Sie liebt kräftiges Kolorit und sichtbaren Farbauftrag, sie legt ihre Bilder flächig an, mit wenig Raumtiefe. Manchmal erinnert ihre Malweise an Vincent van Gogh, in ihren frühen Jahren naheliegenderweise an Pechstein.
"Umgababa" von 1922 ist das wohl "Brücke"-mäßigste Bild der Ausstellung, mit einem Eisenbahngleis, das zwischen Grün und Gewässer ins Irgendwo führt. Daneben eine Schwarze, ihre Ernte auf dem Kopf tragenden Frau, die den Gegensatz von ursprünglicher und kolonialer Lebensweise akzentuiert; einen Gegensatz, den Stern im Unterschied zu den europäischen Kollegen im eigenen Lebensumfeld erfährt. In ihren Darstellungen des im Kongo erlebten Urwalds springt die überreiche Natur geradezu aus dem Bild heraus.
Keine Figur für Vereinnahmung
Während die Kuratorinnen - neben Lisa Hörstmann hat Museumsdirektorin Lisa Marei Schmidt die Schau gestaltet - in Katalog und Wandtexten mit den Ambivalenzen von Irma Sterns Œuvre ringen, teilen sich dem Publikum die Neugier und Unvoreingenommenheit in jedem der Gemälde mit. Sicher, Stern war privilegiert, reiste mit Chauffeur durch bereits erschlossene Länder Afrikas wie auch Europas, doch nie gleitet sie ins Schablonenhafte oder bloß Pittoreske ab. Deswegen kann die Dienstmagd von 1955 zur Ikone werden, weil sie Hautfarbe wie sozialen Status transzendiert.
Als ihr Gegenstück kann die "Watussi-Königin" von 1943 gelten. Sie ist durch ihre exquisite Haartracht ausgewiesen, aber gleichfalls eine Persönlichkeit von eigener, keiner schmückenden Zutat bedürftiger Würde. Und so wirken alle Porträts nicht-weißer Menschen authentisch, was in Südafrika vom weißen Publikum anfangs gar nicht goutiert wurde.
Insofern taugt Irma Stern auch nicht für ideologische Vereinnahmung. Weder für jene, die das offizielle Südafrika an ihr vornahm, als es im Laufe der Jahre ihre Bilder gezielt ins Ausland und sogar auf die Biennale von Venedig schickte, noch als antikoloniale Vorkämpferin.
Würdigung der Ambivalenz
Stern interessierte sich für das Menschsein in aller Vielfalt, mit feinem Gespür für ethnische und soziale Unterschiede, die sie selbst auf ihrem Lebensweg erfahren hat, aber ohne Parteilichkeit; es sei denn, für das Humane. Das mag in der heutigen Zeit, da jede Differenz ausbuchstabiert wird, aus der Mode gekommen sein, aber es erklärt, warum Irma Sterns Bilder so nahbar, ja, vertraut wirken, zumal im häuslichen Ambiente des Brücke-Museums. Der Rassenwahn der Nazis hat Irma Stern ab 1933 aus Deutschland vertrieben, wohin sie auch nach dem Krieg nur noch ein einziges Mal zurückkehrte: zu einer Ausstellung ihrer Bilder in München.

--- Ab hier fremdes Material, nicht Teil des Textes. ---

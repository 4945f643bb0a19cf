use std::collections::{BTreeSet, HashMap};

use thiserror::Error;

use crate::model::ids::QuestionId;
use crate::model::question::Question;

//
// ─── CATALOG ───────────────────────────────────────────────────────────────────
//

/// The static question set, validated at construction.
///
/// Gate and selection logic assume chunk indices form a contiguous range
/// starting at 0; `Catalog::new` enforces that along with id uniqueness, so
/// downstream code never re-checks.
#[derive(Debug, Clone, PartialEq, Eq)]
pub struct Catalog {
    questions: Vec<Question>,
    by_id: HashMap<QuestionId, usize>,
    max_chunk: u32,
}

impl Catalog {
    /// Build a catalog from an imported question set.
    ///
    /// # Errors
    ///
    /// - `CatalogError::Empty` if no questions were supplied
    /// - `CatalogError::DuplicateId` if two questions share an id
    /// - `CatalogError::NonContiguousChunks` if chunk indices have gaps or do
    ///   not start at 0
    pub fn new(questions: Vec<Question>) -> Result<Self, CatalogError> {
        if questions.is_empty() {
            return Err(CatalogError::Empty);
        }

        let mut by_id = HashMap::with_capacity(questions.len());
        let mut chunks = BTreeSet::new();
        for (idx, question) in questions.iter().enumerate() {
            if by_id.insert(question.id(), idx).is_some() {
                return Err(CatalogError::DuplicateId { id: question.id() });
            }
            chunks.insert(question.chunk());
        }

        let max_chunk = *chunks.last().expect("catalog is non-empty");
        for (expected, found) in chunks.iter().enumerate() {
            let expected = u32::try_from(expected).expect("chunk count fits in u32");
            if *found != expected {
                return Err(CatalogError::NonContiguousChunks { expected, found: *found });
            }
        }

        Ok(Self {
            questions,
            by_id,
            max_chunk,
        })
    }

    /// Look up a question by id.
    #[must_use]
    pub fn get(&self, id: QuestionId) -> Option<&Question> {
        self.by_id.get(&id).map(|idx| &self.questions[*idx])
    }

    #[must_use]
    pub fn contains(&self, id: QuestionId) -> bool {
        self.by_id.contains_key(&id)
    }

    /// All questions, in import order.
    #[must_use]
    pub fn questions(&self) -> &[Question] {
        &self.questions
    }

    /// Questions belonging to a single chunk.
    pub fn chunk_questions(&self, chunk: u32) -> impl Iterator<Item = &Question> {
        self.questions.iter().filter(move |q| q.chunk() == chunk)
    }

    /// Questions eligible under a cursor: every question whose chunk <= `cursor`.
    pub fn unlocked_questions(&self, cursor: u32) -> impl Iterator<Item = &Question> {
        self.questions.iter().filter(move |q| q.chunk() <= cursor)
    }

    /// Highest chunk index present in the catalog.
    #[must_use]
    pub fn max_chunk(&self) -> u32 {
        self.max_chunk
    }

    /// Total number of chunks.
    #[must_use]
    pub fn chunk_count(&self) -> u32 {
        self.max_chunk + 1
    }

    #[must_use]
    pub fn len(&self) -> usize {
        self.questions.len()
    }

    #[must_use]
    pub fn is_empty(&self) -> bool {
        self.questions.is_empty()
    }
}

//
// ─── ERRORS ────────────────────────────────────────────────────────────────────
//

/// Configuration errors: the engine cannot select questions from a catalog
/// that fails these checks, so they are fatal and never retried.
#[derive(Debug, Error, Clone, PartialEq, Eq)]
pub enum CatalogError {
    #[error("catalog contains no questions")]
    Empty,

    #[error("duplicate question id {id}")]
    DuplicateId { id: QuestionId },

    #[error("chunk indices must be contiguous from 0: expected {expected}, found {found}")]
    NonContiguousChunks { expected: u32, found: u32 },
}

//
// ─── TESTS ─────────────────────────────────────────────────────────────────────
//

#[cfg(test)]
mod tests {
    use super::*;
    use crate::model::question::QuestionDraft;

    fn question(id: u64, chunk: u32) -> Question {
        QuestionDraft {
            prompt: format!("Q{id}"),
            answer: format!("A{id}"),
            distractors: vec!["x".into(), "y".into(), "z".into()],
            chunk,
        }
        .validate(QuestionId::new(id))
        .unwrap()
    }

    #[test]
    fn new_rejects_empty_set() {
        let err = Catalog::new(Vec::new()).unwrap_err();
        assert_eq!(err, CatalogError::Empty);
    }

    #[test]
    fn new_rejects_duplicate_ids() {
        let err = Catalog::new(vec![question(1, 0), question(1, 0)]).unwrap_err();
        assert!(matches!(err, CatalogError::DuplicateId { id } if id == QuestionId::new(1)));
    }

    #[test]
    fn new_rejects_chunk_gap() {
        let err = Catalog::new(vec![question(1, 0), question(2, 2)]).unwrap_err();
        assert_eq!(
            err,
            CatalogError::NonContiguousChunks {
                expected: 1,
                found: 2
            }
        );
    }

    #[test]
    fn new_rejects_chunks_not_starting_at_zero() {
        let err = Catalog::new(vec![question(1, 1)]).unwrap_err();
        assert_eq!(
            err,
            CatalogError::NonContiguousChunks {
                expected: 0,
                found: 1
            }
        );
    }

    #[test]
    fn unlocked_questions_respects_cursor() {
        let catalog = Catalog::new(vec![
            question(1, 0),
            question(2, 0),
            question(3, 1),
            question(4, 2),
        ])
        .unwrap();

        let unlocked: Vec<_> = catalog.unlocked_questions(1).map(Question::id).collect();
        assert_eq!(
            unlocked,
            vec![QuestionId::new(1), QuestionId::new(2), QuestionId::new(3)]
        );
        assert_eq!(catalog.max_chunk(), 2);
        assert_eq!(catalog.chunk_count(), 3);
    }

    #[test]
    fn get_finds_question_by_id() {
        let catalog = Catalog::new(vec![question(7, 0)]).unwrap();
        assert!(catalog.get(QuestionId::new(7)).is_some());
        assert!(catalog.get(QuestionId::new(8)).is_none());
    }
}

Die jetzige Ausstellung knüpft an die Zeit vor 1933 an und rückt eine Künstlerin ins Licht, die zur hiesigen Kunstgeschichte ebenso gehört wie zu der Südafrikas. Als sie 1966 in Kapstadt stirbt, ist sie hochgeehrt und anerkannt. Fast sechs Jahrzehnte später ist die hiesige Würdigung überfällig. Und das heißt auch eine Würdigung ihrer Ambivalenz.